Cuma, Kasım 13

Darbe Günlükleri... #1

...

Selam :)

Bu da benim sana ayrılırken hediyem olsun... İnsan kendi kaderini kendi yazar demiştin bir kez. Belki de haklıydın. Yaptığım her seçim, bugün burada olmamı sağladı. Tıpkı dün "yanında olmamı" sağladığı gibi. Bazen bazı şeyler söylenmez, yaşanır. Hayatta üstünde konuşulamayacak, kelimelerin yetersiz kalacağı şeyler de vardır. Bilirim...

Çocuğum :) Evet bi yerde çocuğum. Ama aptal bi çocuk değilim. Asla yanlış anlama. Çok büyük hikayelerim yok belki ama söyleyecek sözüm çok. Sadece nereden başlayacağımı bilmiyorum. Kendimi açmak istemeyişim değil bu, anlatamayacak oluşum belki. Şu gerçeği görmezden gelemem ama, hayatımda hiçbir kimse için -DAHA- keşke beni tanısaydı, keşke söyleyemediklerimi söyleyecek çok vaktim olsaydı diye düşünmedim.

Pişmanlıklarım olmaz benim, genelde ne geldiyse aklıma, içimde kalacağına dışımda olsun, yine üzülebilirim ama ileride bir gün neden diye sormayayım diye düşündüm. Bu noktada sana Ahmet'ten bahsetmeliyim. Bazı insanlar vardır, sevdiğini haykırmak istersin ama kaybedebileceğin şeyler korkutur seni, güveni, dostluğu, varlığı... Bir zaman -garip ama- yaşama sebebim oldu, kalktım buralara geldim de bu gücü nerden buldum kendimde, ben kimdim de... Ondan öğrendim. Mutlu olmayı ondan öğrendim. Dalga geçmeyi. Sadece varlığı için şükrettim, sadece bana kattığı sevgi için, yaşam için. Ama sonuçta bilirsin biraz da "kendinden yanadır yürek," acı çekeceğimi anladım. Kalktım geldim, daha güzel bi ifadeyle kaçtım, geldim :)

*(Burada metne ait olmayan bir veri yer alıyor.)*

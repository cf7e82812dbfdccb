//! QGA Protocol Types
//!
//! Defines the JSON envelope for the QEMU guest agent dialect: one JSON
//! object per line in each direction, a request carrying `execute` and
//! `arguments`, a response carrying `return`.

pub mod request;
pub mod response;

pub use request::{Command, QgaRequest};
pub use response::{ExecReturn, ExecStatus, QgaResponse, WriteReturn};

Ne bulacağımı sandım, ne umdum bilmem. Geldim, yalnızdım, kararımın arkasında ama huzursuzdum. Sonra Hakan çıktı karşıma... Dur biraz daha geri döneyim. Babama... Benim için dünyadaki en önemli varlığıma. Zeki bi adam, yetenekli, hem de her konuda, hayranlığım ilk etapta bundan kaynaklanır. Meslek lisesi okumuş, otelcilik turizm. Siyasi bi adam, solcu yani sizin deyiminizle komunist, ama sevmem bu kelimeyi... Emekçi demeyi tercih ediyorum. Aşçı benim babam. Pasif bi solcu değil. Anlayacağın çocukluğum bu kavganın içinde geçti. Evimizde saklananlar, tutuklananlar, türküler, marşlar, mitingler... Üniversiteye başlayacağı dönemde (nedense!) vazgeçmiş, mecburi hizmetinden de vazgeçerek gelmiş İstanbul'a, ailesinin yanına, iş aramış ve bulmuş, tabi babamın mesleğini merak ediyorsun şimdi, kapıcıydı babam, İstanbul'da, Kadıköy'de, Göztepe'de... Her simitçinin simitçi olmadığını öğretti dedim sana, babam bana! Çok insan saklandı bizde. Bizim evde, benim resimlerime baktığında sorduğun ve benim hapishanede dediğim adam örneğin, babamın arkadaşı, o da bizde kalanlardan...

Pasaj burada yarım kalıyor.